Will invoices melt in the xerox?

Will I have time to fax the kidney of a bat

to an organ bank

and demand an immediate finder’s fee?

Yes!  And my computer will refuse to backspace;

I will scatter my typos like bones;

while my immediate supervisor and the CEO

nip at my heels like a pack of half-dead dogs.

I will eat the appointment calendar for lunch,

and, in a bulemic fury,

toss it down the office toilet,

dreams of corporate mergers

swimming with the sewer rats.

Oh orgasmic ecstasy!

Oh joyous rain falling on my aching skin!

I am placing a personal phone call to Gabriel,

deleting the memories of a thousand machines,

ripping the chains from my ankles,

kicking off my correctly office attired one-inch heels,

my bare feet dangling delicately

above my personal bulletin board

(decorated with pictures of Brecht, Marley and Isadora)

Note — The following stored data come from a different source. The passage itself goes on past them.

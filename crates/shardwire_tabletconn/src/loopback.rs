//! In-process transport that hands frames straight to a tablet service.
//!
//! Useful for tests and for embedding a tablet in the same process without
//! network overhead. Behaviour matches the TCP transport frame for frame.

use crate::channel::{FrameReceiver, RpcChannel};
use crate::config::ConnConfig;
use crate::conn::TabletConn;
use crate::context::Context;
use crate::dialer::TabletDialer;
use crate::error::{TabletError, TabletResult};
use crate::rpc_conn::RpcTabletConn;
use crate::tcp::RPC_PORT;
use async_trait::async_trait;
use bytes::Bytes;
use parking_lot::RwLock;
use shardwire_types::{EndPoint, Target};
use std::collections::HashMap;
use std::fmt;
use std::sync::Arc;
use std::time::Duration;
use tokio::sync::mpsc;
use tracing::debug;

/// Identifies one client connection to a [`FrameService`].
pub type SessionId = u64;

/// Server side of the frame protocol.
///
/// A tablet implements this once and is then reachable over every
/// transport: the loopback channel calls it directly and the TCP listener
/// calls it per decoded frame.
///
/// Each client connection is a session. Transports open one when the
/// client connects and close it when the client goes away, whether or not
/// it said goodbye, so state tied to the connection is never stranded.
#[async_trait]
pub trait FrameService: Send + Sync + 'static {
    /// Starts a session for a new client connection.
    fn open_session(&self) -> SessionId {
        0
    }

    /// Ends `session` and releases whatever it still holds.
    fn close_session(&self, _session: SessionId) {}

    /// Answers a unary request of `session` with exactly one encoded frame.
    async fn unary(&self, session: SessionId, request: Bytes) -> Bytes;

    /// Answers a streaming request. The service pushes encoded frames into
    /// the returned receiver and stops once the receiver is dropped.
    async fn stream(&self, request: Bytes) -> mpsc::Receiver<Bytes>;
}

/// Address book mapping `host:port` strings to in-process services.
#[derive(Clone, Default)]
pub struct LoopbackDirectory {
    services: Arc<RwLock<HashMap<String, Arc<dyn FrameService>>>>,
}

impl fmt::Debug for LoopbackDirectory {
    fn fmt(&self, f: &mut fmt::Formatter<'_>) -> fmt::Result {
        f.debug_set().entries(self.services.read().keys()).finish()
    }
}

impl LoopbackDirectory {
    /// Creates an empty directory.
    pub fn new() -> Self {
        Self::default()
    }

    /// Makes `service` reachable at `endpoint`.
    pub fn register(&self, endpoint: &EndPoint, service: Arc<dyn FrameService>) -> TabletResult<()> {
        let addr = rpc_addr(endpoint)?;
        let mut services = self.services.write();
        if services.contains_key(&addr) {
            return Err(TabletError::config(format!("loopback address {addr} is taken")));
        }
        debug!(%addr, "loopback tablet registered");
        services.insert(addr, service);
        Ok(())
    }

    /// Removes the service at `endpoint`. Existing connections keep working.
    pub fn remove(&self, endpoint: &EndPoint) -> bool {
        match rpc_addr(endpoint) {
            Ok(addr) => self.services.write().remove(&addr).is_some(),
            Err(_) => false,
        }
    }

    fn lookup(&self, addr: &str) -> Option<Arc<dyn FrameService>> {
        self.services.read().get(addr).cloned()
    }
}

fn rpc_addr(endpoint: &EndPoint) -> TabletResult<String> {
    endpoint.addr(RPC_PORT).ok_or_else(|| {
        TabletError::config(format!("endpoint {} has no '{RPC_PORT}' port", endpoint.uid))
    })
}

/// Loopback implementation of [`RpcChannel`].
///
/// Holds one session on the service for its whole life; the session is
/// closed by [`RpcChannel::close`] or when the channel is dropped.
pub struct LoopbackChannel {
    service: Arc<dyn FrameService>,
    session: Option<SessionId>,
}

impl LoopbackChannel {
    /// Creates a channel to `service`.
    pub fn new(service: Arc<dyn FrameService>) -> Self {
        let session = service.open_session();
        Self {
            service,
            session: Some(session),
        }
    }

    fn session(&self) -> TabletResult<SessionId> {
        self.session.ok_or(TabletError::ConnClosed)
    }

    fn end_session(&mut self) {
        if let Some(session) = self.session.take() {
            self.service.close_session(session);
        }
    }
}

impl Drop for LoopbackChannel {
    fn drop(&mut self) {
        self.end_session();
    }
}

#[async_trait]
impl RpcChannel for LoopbackChannel {
    async fn call(&mut self, request: Bytes) -> TabletResult<Bytes> {
        let session = self.session()?;
        Ok(self.service.unary(session, request).await)
    }

    async fn open_stream(&mut self, request: Bytes) -> TabletResult<Box<dyn FrameReceiver>> {
        self.session()?;
        Ok(Box::new(LoopbackFrames(self.service.stream(request).await)))
    }

    async fn close(&mut self) {
        self.end_session();
    }
}

struct LoopbackFrames(mpsc::Receiver<Bytes>);

#[async_trait]
impl FrameReceiver for LoopbackFrames {
    async fn recv(&mut self) -> TabletResult<Option<Bytes>> {
        Ok(self.0.recv().await)
    }
}

/// Dials services registered in a [`LoopbackDirectory`].
#[derive(Debug, Clone)]
pub struct LoopbackDialer {
    directory: LoopbackDirectory,
    config: ConnConfig,
}

impl LoopbackDialer {
    /// Creates a dialer over `directory`.
    pub fn new(directory: LoopbackDirectory, config: ConnConfig) -> Self {
        Self { directory, config }
    }
}

#[async_trait]
impl TabletDialer for LoopbackDialer {
    async fn dial(
        &self,
        ctx: &Context,
        endpoint: &EndPoint,
        target: &Target,
        _timeout: Duration,
    ) -> TabletResult<Box<dyn TabletConn>> {
        ctx.check()?;
        let addr = rpc_addr(endpoint)?;
        let service = self.directory.lookup(&addr).ok_or_else(|| {
            TabletError::transport_retryable(format!("no loopback tablet at {addr}"))
        })?;
        debug!(%addr, %target, "dialed loopback tablet");
        Ok(Box::new(RpcTabletConn::new(
            LoopbackChannel::new(service),
            endpoint.clone(),
            target.clone(),
            self.config.clone(),
        )))
    }
}
//! Queries, results and query splits.

use crate::sqltype::Type;
use crate::value::{BindValue, BindVars, Value};
use serde::{Deserialize, Serialize};

/// A SQL statement with its bind variables.
#[derive(Debug, Clone, Default, PartialEq, Eq, Serialize, Deserialize)]
pub struct BoundQuery {
    /// SQL text.
    pub sql: String,
    /// Named bind variables.
    pub bind_vars: BindVars,
}

impl BoundQuery {
    /// Creates a query without bind variables.
    pub fn new(sql: impl Into<String>) -> Self {
        Self {
            sql: sql.into(),
            bind_vars: BindVars::new(),
        }
    }

    /// Adds a bind variable.
    pub fn with_bind(mut self, name: impl Into<String>, value: impl Into<BindValue>) -> Self {
        self.bind_vars.insert(name.into(), value.into());
        self
    }
}

/// A column description in a result set.
#[derive(Debug, Clone, PartialEq, Eq, Serialize, Deserialize)]
pub struct Field {
    /// Column name.
    pub name: String,
    /// Column type.
    pub ty: Type,
}

impl Field {
    /// Creates a field.
    pub fn new(name: impl Into<String>, ty: Type) -> Self {
        Self {
            name: name.into(),
            ty,
        }
    }
}

/// A materialized result set, or one chunk of a streamed result.
#[derive(Debug, Clone, Default, PartialEq, Eq, Serialize, Deserialize)]
pub struct QueryResult {
    /// Column descriptions. Streams send them only in the first chunk.
    pub fields: Vec<Field>,
    /// Number of rows changed by a DML statement.
    pub rows_affected: u64,
    /// Auto-increment id generated by an insert.
    pub insert_id: u64,
    /// Result rows.
    pub rows: Vec<Vec<Value>>,
}

impl QueryResult {
    /// Creates an empty result.
    pub fn new() -> Self {
        Self::default()
    }

    /// Creates a result carrying only an affected-row count.
    pub fn affected(rows_affected: u64) -> Self {
        Self {
            rows_affected,
            ..Self::default()
        }
    }

    /// Creates a result with fields and rows.
    pub fn with_rows(fields: Vec<Field>, rows: Vec<Vec<Value>>) -> Self {
        Self {
            fields,
            rows,
            ..Self::default()
        }
    }
}

/// Algorithm used to split a query for parallel scanning.
#[derive(Debug, Clone, Copy, PartialEq, Eq, Default, Serialize, Deserialize)]
pub enum SplitAlgorithm {
    /// Divide the split column's value range into equally wide intervals.
    #[default]
    EqualSplits,
    /// Walk the split column in order and cut every N rows.
    FullScan,
}

/// One sub-range of a split query.
#[derive(Debug, Clone, PartialEq, Eq, Serialize, Deserialize)]
pub struct QuerySplit {
    /// The rewritten query restricted to this sub-range.
    pub query: BoundQuery,
    /// Estimated number of rows in this sub-range.
    pub row_count: i64,
}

as I gloriously rise to paradise

and join the Angels Liberation Front!

 

 

Mission Poet Banned by State Department

by CAROL TARLEN

 

“In 1976, when (Roberto Vargas) was serving as the director of San Francisco’s U.S. Bicentennial Celebration, he was quietly preparing to fight in Nicaragua.  He trained for the mountainous terrain by running up Bernal Heights.” (North Mission News, July 1986)

 

Hordes of San Francisco Revolutionary poets

are invading Bernal Heights

in Birkenstocks and sneakers

made in the People’s Republic of China,

their iambs and similes

like a red sea of banners.

 

All Metaphors to the People!

Revolution in the name of Poetry!

 

Up they go,

rounding the corner to Costa Street,

also known as Dog Patch

where once upon a time

a woman in a blue bathrobe

stood in front of a bulldozer

when property rights disturbed

her Saturday a.m. and secretaries,

waitresses, filmmakers, union

organizers, welfare recipients,

kids of all sizes, creeds and colors,

the unemployed, and God only knows

Marxist poets even

circled the contractor, the land

owner and the real estate agent,

hurling epitaphs and insults:

 

Down With Upward Mobility!

Mister, Leave Our Shacks Alone!

 

Past the bulldozer and blue

bathrobe, past lazy dogs

sleeping on unpaved streets,

up the hill, there they go

—Revolutionary Poets—

flashing their small press books,

their heavy breath blazing

the sky with image clusters,

 

Mayakovski’s and Neruda’s

tender bastards,

illegitimacy being the legitimate

response to property and state.

 

Give me a Trope!  Give me a Rhyme!

Join the Revolution!  Make this Climb!

 

For our comrade, Roberto Vargas, Exiled San Francisco

Poet and Citizen of Nicaragua Libre 

Carol Tarlen was a San Francisco working class poet/trade union/anti-war activist who died in 2004. Her first book of poetry, Every Day Is An Act of Resistance: Selected Poetry by Carol Tarlen (introduction by Jack Hirschman, coeditors Julia Stein and David Joseph), was just published in April 2012, by Mongrel Empire Press.